New DHS rules for pipeline security
By Keefe Borden28 May 2021
The U.S. Department of Homeland Security’s Transportation Security Administration (TSA) announced a new security directive designed to help pipeline companies secure their networks from cyber attacks.
“The cybersecurity landscape is constantly evolving and we must adapt to address new and emerging threats,” said Secretary of Homeland Security Alejandro N. Mayorkas. “The recent ransomware attack on a major petroleum pipeline demonstrates that the cybersecurity of pipeline systems is critical to our homeland security. DHS will continue to work closely with our private sector partners to support their operations and increase the resilience of our nation’s critical infrastructure.”

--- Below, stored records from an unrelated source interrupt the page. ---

//=== Tests ===============================================================

#[cfg(test)]
mod tests {
    use super::*;
    use crate::core::assets::AssetRegistry;
    use crate::core::error::ResolveError;
    use crate::core::test_support::{Panel, RecordingSurface, SurfaceEvent, SurfaceLog};

    fn history(names: &[&str], log: &SurfaceLog) -> HistoryStack<Panel> {
        let mut stack = HistoryStack::new(ContentHandle::new(names[0], log.panel(names[0])));
        for &name in &names[1..] {
            stack.push(ContentHandle::new(name, log.panel(name)));
        }
        stack
    }

    fn registry(log: &SurfaceLog) -> AssetRegistry<Panel> {
        let mut registry = AssetRegistry::new();
        for name in ["B", "C"] {
            let log = log.clone();
            registry.register(name, move || log.panel(name)).unwrap();
        }
        registry
    }

    fn apply(op: impl Into<Operation<Panel>>, stack: &mut HistoryStack<Panel>, log: &SurfaceLog) -> Result<(), StageError> {
        apply_on(op, stack, log, log.surface())
    }

    fn apply_on(
        op: impl Into<Operation<Panel>>,
        stack: &mut HistoryStack<Panel>,
        log: &SurfaceLog,
        mut surface: RecordingSurface,
    ) -> Result<(), StageError> {
        let registry = registry(log);
        op.into().apply(SwapScope {
            history: stack,
            surface: &mut surface,
            resolver: &registry,
        })
    }

    #[test]
    fn add_pushes_and_attaches_without_pruning() {
        let log = SurfaceLog::default();
        let mut stack = history(&["A"], &log);

        apply(AddContent::new("B", "B"), &mut stack, &log).unwrap();

        assert_eq!(stack.names(), vec!["A", "B"]);
        assert_eq!(log.events(), vec![SurfaceEvent::Attached("B".into())]);
        assert!(log.disposed().is_empty());
    }

    #[test]
    fn add_runs_init_hook_before_attach() {
        let log = SurfaceLog::default();
        let mut stack = history(&["A"], &log);

        let op = AddContent::new("B", ContentSource::instance(log.panel("B")))
            .with_init(|handle| handle.visual_mut().label = "B (wired)".into());
        apply(op, &mut stack, &log).unwrap();

        assert_eq!(stack.top().unwrap().visual().label, "B (wired)");
        assert_eq!(log.events(), vec![SurfaceEvent::Attached("B".into())]);
    }

    #[test]
    fn replace_without_unto_keeps_length() {
        let log = SurfaceLog::default();
        let mut stack = history(&["A", "B"], &log);

        apply(ReplaceContent::new("C", "C"), &mut stack, &log).unwrap();

        assert_eq!(stack.names(), vec!["A", "C"]);
        assert_eq!(log.disposed(), vec!["B"]);
    }

    #[test]
    fn replace_unto_prunes_down_to_named_entry() {
        let log = SurfaceLog::default();
        let mut stack = history(&["A", "B"], &log);

        apply(ReplaceContent::new("C", "C").unto("A"), &mut stack, &log).unwrap();

        assert_eq!(stack.names(), vec!["A", "C"]);
        assert_eq!(
            log.events(),
            vec![SurfaceEvent::Disposed("B".into()), SurfaceEvent::Attached("C".into())]
        );
    }

    #[test]
    fn failed_resolution_mutates_nothing() {
        let log = SurfaceLog::default();
        let mut stack = history(&["A", "B"], &log);

        let err = apply(ReplaceContent::new("X", "missing"), &mut stack, &log).unwrap_err();

        assert_eq!(
            err,
            StageError::Resolution(ResolveError::UnknownAsset {
                bundle: "core".into(),
                name: "missing".into()
            })
        );
        assert_eq!(stack.names(), vec!["A", "B"]);
        assert!(log.disposed().is_empty());
        assert!(log.events().is_empty());
    }

    #[test]
    fn replace_with_unknown_unto_is_underflow() {
        let log = SurfaceLog::default();
        let mut stack = history(&["A", "B"], &log);

        let err = apply(ReplaceContent::new("C", "C").unto("Z"), &mut stack, &log).unwrap_err();

        assert_eq!(err, StageError::StackUnderflow { unto: Some("Z".into()) });
        assert_eq!(stack.names(), vec!["A", "B"]);
    }

    #[test]
    fn revert_exposes_previous_entry_and_runs_hook() {
        let log = SurfaceLog::default();
        let mut stack = history(&["A", "B", "C"], &log);

        let seen = std::rc::Rc::new(std::cell::RefCell::new(String::new()));
        let seen_in_hook = seen.clone();
        let op = RevertContent::new()
            .on_complete(move |handle: &ContentHandle<Panel>| *seen_in_hook.borrow_mut() = handle.name().to_string());
        apply(op, &mut stack, &log).unwrap();

        assert_eq!(stack.names(), vec!["A", "B"]);
        assert_eq!(
            log.events(),
            vec![SurfaceEvent::Disposed("C".into()), SurfaceEvent::Attached("B".into())]
        );
        assert_eq!(*seen.borrow(), "B");
    }

    #[test]
    fn revert_unto_destroys_everything_above() {
        let log = SurfaceLog::default();
        let mut stack = history(&["A", "B", "C", "D"], &log);

        apply(RevertContent::new().unto("B"), &mut stack, &log).unwrap();

        assert_eq!(stack.names(), vec!["A", "B"]);
        assert_eq!(log.disposed(), vec!["D", "C"]);
    }

    #[test]
    fn revert_at_root_is_underflow() {
        let log = SurfaceLog::default();
        let mut stack = history(&["A"], &log);

        let err = apply(RevertContent::new(), &mut stack, &log).unwrap_err();

        assert_eq!(err, StageError::StackUnderflow { unto: None });
        assert_eq!(stack.names(), vec!["A"]);
        assert!(log.events().is_empty());
    }

    #[test]
    fn surface_failure_on_replace_keeps_new_top() {
        let log = SurfaceLog::default();
        let mut stack = history(&["A"], &log);

        let outcome = panic::catch_unwind(AssertUnwindSafe(|| {
            apply_on(ReplaceContent::new("C", "C"), &mut stack, &log, log.failing_surface("C"))
        }));

        assert!(outcome.is_err());
        assert_eq!(stack.names(), vec!["C"]);
        assert_eq!(log.disposed(), vec!["A"]);
    }

    #[test]
    fn surface_failure_on_add_leaves_handle_owned_by_history() {
        let log = SurfaceLog::default();
        let mut stack = history(&["A"], &log);

        let outcome = panic::catch_unwind(AssertUnwindSafe(|| {
            apply_on(AddContent::new("B", "B"), &mut stack, &log, log.failing_surface("B"))
        }));

        assert!(outcome.is_err());
        assert_eq!(stack.names(), vec!["A", "B"]);
        stack.prune(1);
        assert_eq!(log.disposed(), vec!["B"]);
    }

    #[test]
    fn panicking_init_hook_disposes_new_handle() {
        let log = SurfaceLog::default();
        let mut stack = history(&["A"], &log);

        let op = AddContent::new("B", "B").with_init(|_| panic!("wiring failed"));
        let err = apply(op, &mut stack, &log).unwrap_err();

        assert_eq!(err, StageError::Apply("wiring failed".into()));
        assert_eq!(stack.names(), vec!["A"]);
        assert_eq!(log.events(), vec![SurfaceEvent::Disposed("B".into())]);
    }

    #[test]
    fn curtain_and_label_reflect_request() {
        let op: Operation<Panel> = ReplaceContent::new("C", "C").unto("A").with_curtain("fade").into();
        assert_eq!(op.curtain(), Some("fade"));
        assert_eq!(op.label(), "replace with 'C' unto 'A'");

        let op: Operation<Panel> = RevertContent::new().into();
        assert_eq!(op.curtain(), None);
        assert_eq!(format!("{:?}", op), "revert");
    }
}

The new rules will require critical pipeline owners and operators to report confirmed and potential cybersecurity incidents to the DHS Cybersecurity and Infrastructure Security Agency (CISA) and to designate a cybersecurity coordinator to be available 24 hours a day, seven days a week.
The new rules will also require pipeline owners and operators to review their current practices and to identify any gaps and related remediation measures to address cyber-related risks. The pipeline operators have 30 days to report their results to the TSA and the CISA within 30 days.
The TSA is also considering follow on measures that will allow the pipeline industry to enhance its cybersecurity. CISA provides cybersecurity resources to mitigate risks, including a dedicated hub that disseminates information to organizations, communities and individuals about how to protect from ransomware attacks.
Last December, the U.S. Congress gave CISA the power to secure federal civilian government networks and oversight over critical energy infrastructure from physical and cyber threats.